Exactly. And even if you don't have any real choices to make, you still get to experience the story as your story, not a tale.

The author would probably think I'm a lunatic for it, but I consider the original Call of Duty: Modern Warfare trilogy to have a good story. I thoroughly enjoyed it, and unlike with other shooters, and even though it followed multiple characters simultaneously, I was able to suspend disbelief enough to experience it as if it was my story, my world.

The writing of CoD: MW 1-3 would probably be considered a passable military fiction by most critic, if even that. But I bring this particular example up, instead of say Mass Effect trilogy, to highlight the unique aspect of videogames: it can make you live through a story, which neither books nor movies can. It's a distinct kind of experience.


Mass Effect storyline is really nice but if it was put into a movie format it would be a generic scifi flick without emotion. A lot of time is needed to develop the characters and the details possible more than what TV viewers would have patience for but because its a video game it means you get breaks from the narrative because yuou live the story.


> it can make you live through a story, which neither books nor movies can. It's a distinct kind of experience.

SOMA is a great example of this; It could maybe also work as a movie or book, but the FPS perspective fits the story and narrative so good that it elevates the whole thing to its own unique experience.

A VR version could turn this to 11, but sadly any work on that seems to have fizzled out.


You can enjoy a story without the story being particularly innovative or good. That’s why twilight was popular.


Its show dont tell in movies.

Its act dont show in games.

Alot of the traditional writers never grasp, that the game mechanics are the plot and story.


You don't get to be the character, you get to control it within very narrow constraints...


This is all up to the player.

In SSX, they broke that wall by referring to the characters as riders we identify with, explicitly challenging the idea of them being characters we pretend to become.

Other titles do that, but that was the first one I noticed the distinction made in an overt way.

People are all over the place on this too.


Can you command the character in this game to give up snowboarding and become an accountant?

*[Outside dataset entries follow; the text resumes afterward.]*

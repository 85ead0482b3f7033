//! Modelo de Vehículo
//!
//! Mapea la tabla `vehiculo`. Una carga máxima de 0.0 se guarda como NULL y
//! un NULL se lee como 0.0.

use serde::{Deserialize, Serialize};
use validator::Validate;

use crate::utils::validation::not_blank;

#[derive(Debug, Clone, Default, PartialEq, Serialize, Deserialize, Validate)]
pub struct Vehicle {
    #[validate(custom = "not_blank")]
    pub plate: String,
    pub registration_number: String,
    pub vehicle_type: String,
    pub make: String,
    pub model: String,
    #[validate(range(min = 0.0))]
    pub max_load: f64,
}
//! Modelos de datos
//!
//! Registros planos de cada entidad, sin relaciones anidadas.

pub mod driver;
pub mod location;
pub mod order_line;
pub mod payment_order;
pub mod product;
pub mod recipient;
pub mod sender;
pub mod session;
pub mod transfer;
pub mod vehicle;
pub mod waybill;
pub mod waybill_line;

pub use driver::Driver;
pub use location::Location;
pub use order_line::OrderLine;
pub use payment_order::{OrderStatus, PaymentOrder};
pub use product::Product;
pub use recipient::Recipient;
pub use sender::Sender;
pub use session::Session;
pub use transfer::Transfer;
pub use vehicle::Vehicle;
pub use waybill::Waybill;
pub use waybill_line::WaybillLine;
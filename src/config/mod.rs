//! Configuración del proyecto
//!
//! Este módulo contiene la resolución de los parámetros de conexión a la base
//! de datos.

pub mod database;

pub use database::{ConnectionOverrides, ConnectionSettings, PoolSettings, SettingsSource};
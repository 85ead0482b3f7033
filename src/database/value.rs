//! Valores, sentencias y resultados tabulares
//!
//! Representación independiente del driver de los parámetros que se enlazan
//! a una sentencia y de las filas que devuelve, para que el ejecutor y los
//! adaptadores no dependan de los tipos de sqlx.

use chrono::{NaiveDate, NaiveDateTime, NaiveTime};
use rust_decimal::prelude::{FromPrimitive, ToPrimitive};
use rust_decimal::Decimal;
use serde::{Serialize, Serializer};

use crate::utils::errors::{DataError, DataResult};

/// Tipo SQL de un parámetro, necesario para enlazar NULL con tipo
#[derive(Debug, Clone, Copy, PartialEq, Eq, Serialize)]
pub enum SqlType {
    Text,
    Integer,
    BigInt,
    Numeric,
    Double,
    Boolean,
    Date,
    Timestamp,
    Time,
}

/// Valor enlazado a una sentencia o leído de una fila
#[derive(Debug, Clone, PartialEq)]
pub enum SqlValue {
    Null(SqlType),
    Text(String),
    Integer(i32),
    BigInt(i64),
    Numeric(Decimal),
    Double(f64),
    Boolean(bool),
    Date(NaiveDate),
    Timestamp(NaiveDateTime),
    Time(NaiveTime),
}

impl SqlValue {
    pub fn is_null(&self) -> bool {
        matches!(self, SqlValue::Null(_))
    }

    /// Texto opcional: `None` y cadenas en blanco se envían como NULL
    pub fn opt_text(value: Option<&str>) -> Self {
        match value.map(str::trim) {
            Some(v) if !v.is_empty() => SqlValue::Text(v.to_string()),
            _ => SqlValue::Null(SqlType::Text),
        }
    }

    pub fn text_or_null(value: &str) -> Self {
        Self::opt_text(Some(value))
    }

    pub fn opt_date(value: Option<NaiveDate>) -> Self {
        value.map(SqlValue::Date).unwrap_or(SqlValue::Null(SqlType::Date))
    }

    pub fn opt_timestamp(value: Option<NaiveDateTime>) -> Self {
        value
            .map(SqlValue::Timestamp)
            .unwrap_or(SqlValue::Null(SqlType::Timestamp))
    }

    pub fn opt_numeric(value: Option<Decimal>) -> Self {
        value.map(SqlValue::Numeric).unwrap_or(SqlValue::Null(SqlType::Numeric))
    }

    /// Flotante enviado como NUMERIC para que coincida con la firma de la rutina
    pub fn numeric_from_f64(value: f64) -> Self {
        Decimal::from_f64_retain(value)
            .map(SqlValue::Numeric)
            .unwrap_or(SqlValue::Null(SqlType::Numeric))
    }

    pub fn as_text(&self) -> Option<String> {
        match self {
            SqlValue::Null(_) => None,
            SqlValue::Text(s) => Some(s.clone()),
            SqlValue::Integer(i) => Some(i.to_string()),
            SqlValue::BigInt(i) => Some(i.to_string()),
            SqlValue::Numeric(d) => Some(d.to_string()),
            SqlValue::Double(f) => Some(f.to_string()),
            SqlValue::Boolean(b) => Some(b.to_string()),
            SqlValue::Date(d) => Some(d.to_string()),
            SqlValue::Timestamp(t) => Some(t.to_string()),
            SqlValue::Time(t) => Some(t.to_string()),
        }
    }

    pub fn as_f64(&self) -> Option<f64> {
        match self {
            SqlValue::Integer(i) => Some(f64::from(*i)),
            SqlValue::BigInt(i) => Some(*i as f64),
            SqlValue::Numeric(d) => d.to_f64(),
            SqlValue::Double(f) => Some(*f),
            SqlValue::Text(s) => s.trim().parse().ok(),
            _ => None,
        }
    }

    pub fn as_decimal(&self) -> Option<Decimal> {
        match self {
            SqlValue::Integer(i) => Some(Decimal::from(*i)),
            SqlValue::BigInt(i) => Some(Decimal::from(*i)),
            SqlValue::Numeric(d) => Some(*d),
            SqlValue::Double(f) => Decimal::from_f64(*f),
            SqlValue::Text(s) => s.trim().parse().ok(),
            _ => None,
        }
    }

    pub fn as_i64(&self) -> Option<i64> {
        match self {
            SqlValue::Integer(i) => Some(i64::from(*i)),
            SqlValue::BigInt(i) => Some(*i),
            SqlValue::Numeric(d) => d.to_i64(),
            SqlValue::Text(s) => s.trim().parse().ok(),
            _ => None,
        }
    }

    pub fn as_bool(&self) -> Option<bool> {
        match self {
            SqlValue::Boolean(b) => Some(*b),
            SqlValue::Text(s) => match s.trim().to_lowercase().as_str() {
                "t" | "true" => Some(true),
                "f" | "false" => Some(false),
                _ => None,
            },
            _ => None,
        }
    }

    pub fn as_date(&self) -> Option<NaiveDate> {
        match self {
            SqlValue::Date(d) => Some(*d),
            SqlValue::Timestamp(t) => Some(t.date()),
            _ => None,
        }
    }

    pub fn as_timestamp(&self) -> Option<NaiveDateTime> {
        match self {
            SqlValue::Timestamp(t) => Some(*t),
            SqlValue::Date(d) => d.and_hms_opt(0, 0, 0),
            _ => None,
        }
    }

    pub fn as_time(&self) -> Option<NaiveTime> {
        match self {
            SqlValue::Time(t) => Some(*t),
            SqlValue::Timestamp(t) => Some(t.time()),
            _ => None,
        }
    }
}

impl Serialize for SqlValue {
    fn serialize<S: Serializer>(&self, serializer: S) -> Result<S::Ok, S::Error> {
        match self {
            SqlValue::Null(_) => serializer.serialize_none(),
            SqlValue::Text(v) => serializer.serialize_str(v),
            SqlValue::Integer(v) => serializer.serialize_i32(*v),
            SqlValue::BigInt(v) => serializer.serialize_i64(*v),
            SqlValue::Numeric(v) => Serialize::serialize(v, serializer),
            SqlValue::Double(v) => serializer.serialize_f64(*v),
            SqlValue::Boolean(v) => serializer.serialize_bool(*v),
            SqlValue::Date(v) => Serialize::serialize(v, serializer),
            SqlValue::Timestamp(v) => Serialize::serialize(v, serializer),
            SqlValue::Time(v) => Serialize::serialize(v, serializer),
        }
    }
}

impl From<&str> for SqlValue {
    fn from(value: &str) -> Self {
        SqlValue::Text(value.to_string())
    }
}

impl From<String> for SqlValue {
    fn from(value: String) -> Self {
        SqlValue::Text(value)
    }
}

impl From<&String> for SqlValue {
    fn from(value: &String) -> Self {
        SqlValue::Text(value.clone())
    }
}

impl From<i32> for SqlValue {
    fn from(value: i32) -> Self {
        SqlValue::Integer(value)
    }
}

impl From<Decimal> for SqlValue {
    fn from(value: Decimal) -> Self {
        SqlValue::Numeric(value)
    }
}

impl From<NaiveDateTime> for SqlValue {
    fn from(value: NaiveDateTime) -> Self {
        SqlValue::Timestamp(value)
    }
}

/// Sentencia SQL con sus parámetros posicionales ($1, $2, ...)
#[derive(Debug, Clone, PartialEq)]
pub struct Statement {
    pub sql: String,
    pub params: Vec<SqlValue>,
}

impl Statement {
    pub fn new(sql: impl Into<String>) -> Self {
        Self {
            sql: sql.into(),
            params: Vec::new(),
        }
    }

    pub fn with_params(sql: impl Into<String>, params: Vec<SqlValue>) -> Self {
        Self {
            sql: sql.into(),
            params,
        }
    }

    pub fn bind(mut self, value: impl Into<SqlValue>) -> Self {
        self.params.push(value.into());
        self
    }

    /// `CALL rutina($1, ...)` - convención de procedimiento
    pub fn procedure_call(routine: &str, params: Vec<SqlValue>) -> Self {
        let sql = format!("CALL {}({})", routine, placeholders(params.len()));
        Self::with_params(sql, params)
    }

    /// `SELECT rutina($1, ...)` - misma rutina invocada como función escalar
    pub fn function_call(routine: &str, params: Vec<SqlValue>) -> Self {
        let sql = format!("SELECT {}({})", routine, placeholders(params.len()));
        Self::with_params(sql, params)
    }

    /// `SELECT * FROM rutina($1, ...)` - función que devuelve un conjunto de filas
    pub fn set_returning(routine: &str, params: Vec<SqlValue>) -> Self {
        let sql = format!("SELECT * FROM {}({})", routine, placeholders(params.len()));
        Self::with_params(sql, params)
    }
}

fn placeholders(count: usize) -> String {
    (1..=count)
        .map(|i| format!("${}", i))
        .collect::<Vec<_>>()
        .join(", ")
}

/// Resultado tabular genérico: nombres de columnas y valores por fila
#[derive(Debug, Clone, Default, PartialEq, Serialize)]
pub struct ResultSet {
    pub columns: Vec<String>,
    pub rows: Vec<Vec<SqlValue>>,
}

impl ResultSet {
    pub fn new(columns: Vec<String>, rows: Vec<Vec<SqlValue>>) -> Self {
        Self { columns, rows }
    }

    pub fn empty() -> Self {
        Self::default()
    }

    pub fn is_empty(&self) -> bool {
        self.rows.is_empty()
    }

    pub fn len(&self) -> usize {
        self.rows.len()
    }

    /// Posición de una columna; los nombres se comparan sin distinguir mayúsculas
    pub fn column_index(&self, name: &str) -> Option<usize> {
        self.columns
            .iter()
            .position(|c| c.eq_ignore_ascii_case(name))
    }

    pub fn has_column(&self, name: &str) -> bool {
        self.column_index(name).is_some()
    }

    pub fn iter(&self) -> impl Iterator<Item = RowRef<'_>> {
        self.rows.iter().map(move |values| RowRef {
            result: self,
            values,
        })
    }
}

/// Vista de una fila con acceso por nombre de columna
#[derive(Debug, Clone, Copy)]
pub struct RowRef<'a> {
    result: &'a ResultSet,
    values: &'a [SqlValue],
}

impl<'a> RowRef<'a> {
    pub fn get(&self, column: &str) -> DataResult<&'a SqlValue> {
        self.result
            .column_index(column)
            .and_then(|idx| self.values.get(idx))
            .ok_or_else(|| DataError::Mapping(format!("column '{}' not present", column)))
    }

    /// Columna que puede no existir en todas las variantes del resultado
    pub fn try_get(&self, column: &str) -> Option<&'a SqlValue> {
        self.result
            .column_index(column)
            .and_then(|idx| self.values.get(idx))
    }

    pub fn text(&self, column: &str) -> DataResult<String> {
        Ok(self.get(column)?.as_text().unwrap_or_default())
    }

    pub fn opt_text(&self, column: &str) -> DataResult<Option<String>> {
        Ok(self.get(column)?.as_text())
    }

    /// NULL se lee como 0.0
    pub fn f64_or_zero(&self, column: &str) -> DataResult<f64> {
        let value = self.get(column)?;
        if value.is_null() {
            return Ok(0.0);
        }
        value
            .as_f64()
            .ok_or_else(|| mismatch(column, "a number", value))
    }

    pub fn opt_decimal(&self, column: &str) -> DataResult<Option<Decimal>> {
        let value = self.get(column)?;
        if value.is_null() {
            return Ok(None);
        }
        value
            .as_decimal()
            .map(Some)
            .ok_or_else(|| mismatch(column, "a decimal", value))
    }

    pub fn opt_i64(&self, column: &str) -> DataResult<Option<i64>> {
        let value = self.get(column)?;
        if value.is_null() {
            return Ok(None);
        }
        value
            .as_i64()
            .map(Some)
            .ok_or_else(|| mismatch(column, "an integer", value))
    }

    pub fn opt_bool(&self, column: &str) -> DataResult<Option<bool>> {
        let value = self.get(column)?;
        if value.is_null() {
            return Ok(None);
        }
        value
            .as_bool()
            .map(Some)
            .ok_or_else(|| mismatch(column, "a boolean", value))
    }

    pub fn opt_date(&self, column: &str) -> DataResult<Option<NaiveDate>> {
        let value = self.get(column)?;
        if value.is_null() {
            return Ok(None);
        }
        value
            .as_date()
            .map(Some)
            .ok_or_else(|| mismatch(column, "a date", value))
    }

    pub fn opt_timestamp(&self, column: &str) -> DataResult<Option<NaiveDateTime>> {
        let value = self.get(column)?;
        if value.is_null() {
            return Ok(None);
        }
        value
            .as_timestamp()
            .map(Some)
            .ok_or_else(|| mismatch(column, "a timestamp", value))
    }

    pub fn opt_time(&self, column: &str) -> DataResult<Option<NaiveTime>> {
        let value = self.get(column)?;
        if value.is_null() {
            return Ok(None);
        }
        value
            .as_time()
            .map(Some)
            .ok_or_else(|| mismatch(column, "a time", value))
    }
}

fn mismatch(column: &str, expected: &str, found: &SqlValue) -> DataError {
    DataError::Mapping(format!(
        "column '{}' expected {}, found {:?}",
        column, expected, found
    ))
}

#[cfg(test)]
mod tests {
    use super::*;

    #[test]
    fn test_routine_statement_shapes() {
        let call = Statement::procedure_call("sp_eliminar_vehiculo", vec!["ABC-123".into()]);
        assert_eq!(call.sql, "CALL sp_eliminar_vehiculo($1)");

        let func = Statement::function_call("sp_eliminar_vehiculo", vec!["ABC-123".into()]);
        assert_eq!(func.sql, "SELECT sp_eliminar_vehiculo($1)");

        let list = Statement::set_returning("sp_listar_vehiculos", vec![]);
        assert_eq!(list.sql, "SELECT * FROM sp_listar_vehiculos()");
    }

    #[test]
    fn test_row_lookup_is_case_insensitive() {
        let rs = ResultSet::new(
            vec!["PLACA".to_string(), "carga_max".to_string()],
            vec![vec!["ABC-123".into(), SqlValue::Null(SqlType::Numeric)]],
        );
        let row = rs.iter().next().expect("one row");
        assert_eq!(row.text("placa").unwrap(), "ABC-123");
        assert_eq!(row.f64_or_zero("carga_max").unwrap(), 0.0);
        assert!(row.get("marca").is_err());
    }

    #[test]
    fn test_blank_optional_text_is_null() {
        assert_eq!(SqlValue::opt_text(Some("  ")), SqlValue::Null(SqlType::Text));
        assert_eq!(SqlValue::opt_text(None), SqlValue::Null(SqlType::Text));
        assert_eq!(SqlValue::opt_text(Some(" ORD-1 ")), SqlValue::Text("ORD-1".to_string()));
    }

    #[test]
    fn test_result_set_serializes_to_json() {
        let rs = ResultSet::new(
            vec!["placa".to_string(), "carga_max".to_string(), "fecha".to_string(), "marca".to_string()],
            vec![vec![
                "ABC-123".into(),
                Decimal::new(1250, 2).into(),
                SqlValue::Date(NaiveDate::from_ymd_opt(2024, 5, 2).unwrap()),
                SqlValue::Null(SqlType::Text),
            ]],
        );
        let json = serde_json::to_value(&rs).unwrap();
        assert_eq!(json["rows"][0][0], "ABC-123");
        assert_eq!(json["rows"][0][1], "12.50");
        assert_eq!(json["rows"][0][2], "2024-05-02");
        assert!(json["rows"][0][3].is_null());
    }
}
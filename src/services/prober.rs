//! Verificación de la forma de un resultado
//!
//! Antes de leer filas de una rutina preferida se comprueba que el resultado
//! exponga todas las columnas requeridas.

use crate::database::value::ResultSet;

#[derive(Debug, Clone, PartialEq, Eq)]
pub enum ProbeVerdict {
    Accepted,
    Rejected { missing: Vec<String> },
}

impl ProbeVerdict {
    pub fn is_accepted(&self) -> bool {
        matches!(self, ProbeVerdict::Accepted)
    }
}

pub struct ShapeProber;

impl ShapeProber {
    /// Resolver cada columna requerida sin distinguir mayúsculas; no lee filas
    pub fn probe(result: &ResultSet, required: &[&str]) -> ProbeVerdict {
        let missing: Vec<String> = required
            .iter()
            .filter(|name| !result.has_column(name))
            .map(|name| name.to_string())
            .collect();

        if missing.is_empty() {
            ProbeVerdict::Accepted
        } else {
            ProbeVerdict::Rejected { missing }
        }
    }
}

#[cfg(test)]
mod tests {
    use super::*;

    fn columns(names: &[&str]) -> ResultSet {
        ResultSet::new(names.iter().map(|n| n.to_string()).collect(), vec![])
    }

    #[test]
    fn test_exact_columns_are_accepted() {
        let required = ["codigo_ubigeo", "departamento", "provincia", "distrito"];
        let rs = columns(&["CODIGO_UBIGEO", "Departamento", "provincia", "distrito"]);
        assert!(ShapeProber::probe(&rs, &required).is_accepted());
    }

    #[test]
    fn test_each_missing_column_rejects() {
        let required = ["placa", "numero_mtc", "carga_max"];
        for skip in required {
            let present: Vec<&str> = required.iter().copied().filter(|c| *c != skip).collect();
            let verdict = ShapeProber::probe(&columns(&present), &required);
            assert_eq!(
                verdict,
                ProbeVerdict::Rejected {
                    missing: vec![skip.to_string()]
                }
            );
        }
    }

    #[test]
    fn test_empty_result_without_columns_is_rejected() {
        // Un resultado sin filas no expone columnas
        let verdict = ShapeProber::probe(&ResultSet::empty(), &["ruc"]);
        assert!(!verdict.is_accepted());
    }
}
use std::sync::Arc;

use crate::database::connection::ConnectionProvider;
use crate::database::value::{RowRef, SqlValue, Statement};
use crate::models::transfer::Transfer;
use crate::repositories::{three_tier_delete, write_validated};
use crate::services::dual_path::{settle_find, settle_list, settle_write, DualPathExecutor, ReadPlan, WritePlan};
use crate::utils::errors::{DataError, DataResult};

const COLUMNS: &[&str] = &[
    "codigo_traslado",
    "codigo_guia",
    "placa",
    "licencia",
    "fecha_inicio",
    "fecha_fin",
    "estado_traslado",
    "observaciones",
];

const SELECT_ALL: &str = r#"SELECT codigo_traslado, codigo_guia, placa, licencia, fecha_inicio, fecha_fin,
          estado_traslado, observaciones
   FROM traslado"#;

/// Traslados; sin fecha de fin registrada se devuelve la de inicio
pub struct TransferRepository {
    executor: DualPathExecutor,
}

impl TransferRepository {
    pub fn new(provider: Arc<dyn ConnectionProvider>) -> Self {
        Self {
            executor: DualPathExecutor::new(provider),
        }
    }

    pub async fn register(&self, transfer: &Transfer) -> bool {
        let plan = WritePlan::new("registrar traslado")
            .procedure("sp_registrar_traslado", params(transfer))
            .direct(Statement::with_params(
                r#"INSERT INTO traslado (codigo_traslado, codigo_guia, placa, licencia, fecha_inicio, fecha_fin,
                       estado_traslado, observaciones)
                   VALUES ($1, $2, $3, $4, $5, COALESCE($6, $5), $7, $8)"#,
                params(transfer),
            ));
        settle_write("registrar traslado", write_validated(&self.executor, transfer, plan).await)
    }

    pub async fn update(&self, transfer: &Transfer) -> bool {
        let plan = WritePlan::new("actualizar traslado")
            .procedure("sp_actualizar_traslado", params(transfer))
            .direct(Statement::with_params(
                r#"UPDATE traslado
                   SET codigo_guia = $2, placa = $3, licencia = $4, fecha_inicio = $5,
                       fecha_fin = COALESCE($6, $5), estado_traslado = $7, observaciones = $8
                   WHERE codigo_traslado = $1"#,
                params(transfer),
            ))
            .require_rows();
        settle_write("actualizar traslado", write_validated(&self.executor, transfer, plan).await)
    }

    pub async fn delete(&self, code: &str) -> bool {
        let plan = three_tier_delete(
            "eliminar traslado",
            "sp_eliminar_traslado",
            code,
            Statement::new("DELETE FROM traslado WHERE codigo_traslado = $1").bind(code),
        )
        .require_rows();
        settle_write("eliminar traslado", self.executor.write(&plan).await)
    }

    pub async fn list(&self) -> Vec<Transfer> {
        let plan = ReadPlan::direct(
            "listar traslados",
            Statement::new(format!("{} ORDER BY fecha_inicio DESC", SELECT_ALL)),
            map_row,
        )
        .preferred(Statement::set_returning("sp_listar_traslados", vec![]), COLUMNS);
        settle_list("listar traslados", self.executor.read(&plan).await)
    }

    /// El traslado más reciente (por fecha de inicio) de una guía
    pub async fn find_latest_by_waybill(&self, waybill_code: &str) -> Option<Transfer> {
        let plan = ReadPlan::direct(
            "buscar traslado por guía",
            Statement::new(format!(
                "{} WHERE codigo_guia = $1 ORDER BY fecha_inicio DESC LIMIT 1",
                SELECT_ALL
            ))
            .bind(waybill_code),
            map_row,
        )
        .preferred(
            Statement::set_returning("sp_obtener_traslado_por_guia", vec![waybill_code.into()]),
            COLUMNS,
        );

        let mut transfers = settle_list("buscar traslado por guía", self.executor.read(&plan).await);
        transfers.sort_by(|a, b| b.start.cmp(&a.start));
        settle_find("buscar traslado por guía", Ok(transfers))
    }
}

fn params(t: &Transfer) -> Vec<SqlValue> {
    vec![
        t.code.as_str().into(),
        t.waybill_code.as_str().into(),
        t.plate.as_str().into(),
        t.license.as_str().into(),
        t.start.into(),
        SqlValue::opt_timestamp(t.end),
        SqlValue::text_or_null(&t.status),
        SqlValue::text_or_null(&t.notes),
    ]
}

fn map_row(row: &RowRef<'_>) -> DataResult<Transfer> {
    let start = row
        .opt_timestamp("fecha_inicio")?
        .ok_or_else(|| DataError::Mapping("fecha_inicio is NULL".to_string()))?;
    let end = row.opt_timestamp("fecha_fin")?.unwrap_or(start);

    Ok(Transfer {
        code: row.text("codigo_traslado")?,
        waybill_code: row.text("codigo_guia")?,
        plate: row.text("placa")?,
        license: row.text("licencia")?,
        start,
        end: Some(end),
        status: row.text("estado_traslado")?,
        notes: row.text("observaciones")?,
    })
}
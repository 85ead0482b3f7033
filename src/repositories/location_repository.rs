use std::sync::Arc;

use crate::database::connection::ConnectionProvider;
use crate::database::value::{RowRef, SqlValue, Statement};
use crate::models::location::Location;
use crate::repositories::{exists, three_tier_delete, write_validated};
use crate::services::dual_path::{settle_find, settle_list, settle_write, DualPathExecutor, ReadPlan, WritePlan};
use crate::utils::errors::DataResult;

const COLUMNS: &[&str] = &["codigo_ubigeo", "departamento", "provincia", "distrito"];

/// Ubigeos: códigos de departamento / provincia / distrito
pub struct LocationRepository {
    executor: DualPathExecutor,
}

impl LocationRepository {
    pub fn new(provider: Arc<dyn ConnectionProvider>) -> Self {
        Self {
            executor: DualPathExecutor::new(provider),
        }
    }

    pub async fn insert(&self, location: &Location) -> bool {
        let plan = WritePlan::new("insertar ubigeo")
            .procedure("sp_insertar_ubigeo", params(location))
            .direct(Statement::with_params(
                "INSERT INTO ubigeo (codigo_ubigeo, departamento, provincia, distrito) VALUES ($1, $2, $3, $4)",
                params(location),
            ));
        settle_write("insertar ubigeo", write_validated(&self.executor, location, plan).await)
    }

    pub async fn update(&self, location: &Location) -> bool {
        let plan = WritePlan::new("actualizar ubigeo")
            .procedure("sp_actualizar_ubigeo", params(location))
            .direct(Statement::with_params(
                "UPDATE ubigeo SET departamento = $2, provincia = $3, distrito = $4 WHERE codigo_ubigeo = $1",
                params(location),
            ))
            .require_rows();
        settle_write("actualizar ubigeo", write_validated(&self.executor, location, plan).await)
    }

    pub async fn delete(&self, code: &str) -> bool {
        let plan = three_tier_delete(
            "eliminar ubigeo",
            "sp_eliminar_ubigeo",
            code,
            Statement::new("DELETE FROM ubigeo WHERE codigo_ubigeo = $1").bind(code),
        )
        .require_rows();
        settle_write("eliminar ubigeo", self.executor.write(&plan).await)
    }

    pub async fn list(&self) -> Vec<Location> {
        let plan = ReadPlan::direct(
            "listar ubigeos",
            Statement::new(
                r#"SELECT codigo_ubigeo, departamento, provincia, distrito
                   FROM ubigeo ORDER BY departamento, provincia, distrito"#,
            ),
            map_row,
        )
        .preferred(Statement::set_returning("sp_listar_ubigeos", vec![]), COLUMNS);
        settle_list("listar ubigeos", self.executor.read(&plan).await)
    }

    pub async fn find(&self, code: &str) -> Option<Location> {
        let plan = ReadPlan::direct(
            "buscar ubigeo",
            Statement::new(
                "SELECT codigo_ubigeo, departamento, provincia, distrito FROM ubigeo WHERE codigo_ubigeo = $1",
            )
            .bind(code),
            map_row,
        );
        settle_find("buscar ubigeo", self.executor.read(&plan).await)
    }

    pub async fn exists(&self, code: &str) -> bool {
        location_exists(&self.executor, code).await.unwrap_or_else(|e| {
            log::error!("❌ verificar ubigeo {} falló: {}", code, e);
            false
        })
    }
}

/// Verificación previa a escrituras que referencian un ubigeo
pub(crate) async fn location_exists(executor: &DualPathExecutor, code: &str) -> DataResult<bool> {
    exists(
        executor,
        &Statement::new("SELECT 1 FROM ubigeo WHERE codigo_ubigeo = $1").bind(code.trim()),
    )
    .await
}

fn params(l: &Location) -> Vec<SqlValue> {
    vec![
        l.code.trim().into(),
        SqlValue::text_or_null(&l.department),
        SqlValue::text_or_null(&l.province),
        SqlValue::text_or_null(&l.district),
    ]
}

fn map_row(row: &RowRef<'_>) -> DataResult<Location> {
    Ok(Location {
        code: row.text("codigo_ubigeo")?,
        department: row.text("departamento")?,
        province: row.text("provincia")?,
        district: row.text("distrito")?,
    })
}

Of course not, and that is taking the distinction the wrong direction anyway, lol


It'd be cool game though.


I didn't get the same impression as you about the author. Especially later points sound like they played games with good writing and most points are just "many games" points.

Personally, I have seen and played games with 100 hours of playtime - none had a story/narrative of 100 hours (edit: most of it was "filler" aka gameplay without much narrative/story).

I also agree with many parts of the article regarding bad stories overall, despite playing some games with good stories - or stories I felt were good when I had little exposure to video game stories.


> How can you compare a 2 hour narrative with a 10-100 hour narrative?

Larger numbers are better? Let's take as an example the criticaly acclaimed Ghost of Tsushima. If you ask me, it could have been half as long and exactly as good if not better. There was too much identical padding to reach your 100 hour "narrative".